## Problem description
Below are some records. Copy every line in them that holds "else".

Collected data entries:
········

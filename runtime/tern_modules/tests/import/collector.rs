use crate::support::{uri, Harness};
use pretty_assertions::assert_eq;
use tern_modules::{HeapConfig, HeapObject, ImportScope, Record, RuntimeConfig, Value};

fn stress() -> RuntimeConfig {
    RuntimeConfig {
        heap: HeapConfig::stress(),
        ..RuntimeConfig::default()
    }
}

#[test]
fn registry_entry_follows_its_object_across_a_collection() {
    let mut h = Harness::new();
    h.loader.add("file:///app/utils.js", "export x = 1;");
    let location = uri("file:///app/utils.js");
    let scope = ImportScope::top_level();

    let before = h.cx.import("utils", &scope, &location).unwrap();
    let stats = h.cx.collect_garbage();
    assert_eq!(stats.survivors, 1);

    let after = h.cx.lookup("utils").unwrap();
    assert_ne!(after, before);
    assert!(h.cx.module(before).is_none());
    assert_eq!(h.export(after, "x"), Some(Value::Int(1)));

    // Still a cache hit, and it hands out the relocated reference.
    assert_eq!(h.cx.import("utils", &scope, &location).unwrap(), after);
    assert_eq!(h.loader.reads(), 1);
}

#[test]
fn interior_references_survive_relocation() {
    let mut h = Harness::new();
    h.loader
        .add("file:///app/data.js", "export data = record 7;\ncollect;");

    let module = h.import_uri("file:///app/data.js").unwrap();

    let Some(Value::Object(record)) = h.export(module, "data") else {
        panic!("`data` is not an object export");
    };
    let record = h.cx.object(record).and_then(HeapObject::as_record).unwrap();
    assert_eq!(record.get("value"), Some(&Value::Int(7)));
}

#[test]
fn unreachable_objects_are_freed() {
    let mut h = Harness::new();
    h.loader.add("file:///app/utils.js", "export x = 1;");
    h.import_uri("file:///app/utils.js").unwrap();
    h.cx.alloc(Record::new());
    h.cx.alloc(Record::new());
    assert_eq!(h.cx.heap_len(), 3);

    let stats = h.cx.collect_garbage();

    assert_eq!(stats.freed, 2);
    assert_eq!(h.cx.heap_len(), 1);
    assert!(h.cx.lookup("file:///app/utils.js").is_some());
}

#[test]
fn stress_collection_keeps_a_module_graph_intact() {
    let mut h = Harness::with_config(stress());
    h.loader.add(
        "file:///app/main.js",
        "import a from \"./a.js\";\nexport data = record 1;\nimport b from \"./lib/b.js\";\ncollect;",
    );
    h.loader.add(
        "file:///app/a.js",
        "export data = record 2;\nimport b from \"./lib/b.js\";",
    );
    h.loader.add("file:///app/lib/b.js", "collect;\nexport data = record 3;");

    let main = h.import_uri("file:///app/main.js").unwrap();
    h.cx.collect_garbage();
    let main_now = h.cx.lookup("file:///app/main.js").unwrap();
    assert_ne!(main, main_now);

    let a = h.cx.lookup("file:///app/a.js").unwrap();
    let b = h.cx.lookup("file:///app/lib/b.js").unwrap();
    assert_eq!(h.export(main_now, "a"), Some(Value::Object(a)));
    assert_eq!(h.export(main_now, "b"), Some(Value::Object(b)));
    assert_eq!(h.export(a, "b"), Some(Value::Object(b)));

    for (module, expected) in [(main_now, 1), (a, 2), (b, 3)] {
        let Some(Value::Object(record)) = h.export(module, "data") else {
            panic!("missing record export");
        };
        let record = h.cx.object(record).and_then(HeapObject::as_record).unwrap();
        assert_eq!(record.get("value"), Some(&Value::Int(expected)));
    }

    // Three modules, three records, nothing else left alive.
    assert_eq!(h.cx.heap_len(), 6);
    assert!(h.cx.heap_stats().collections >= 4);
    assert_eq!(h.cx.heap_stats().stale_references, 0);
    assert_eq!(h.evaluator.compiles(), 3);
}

········

## Solution to the exercise
    let Some(Value::Object(record)) = h.export(module, "data") else {
        let Some(Value::Object(record)) = h.export(module, "data") else {
    // Three modules, three records, nothing else left alive.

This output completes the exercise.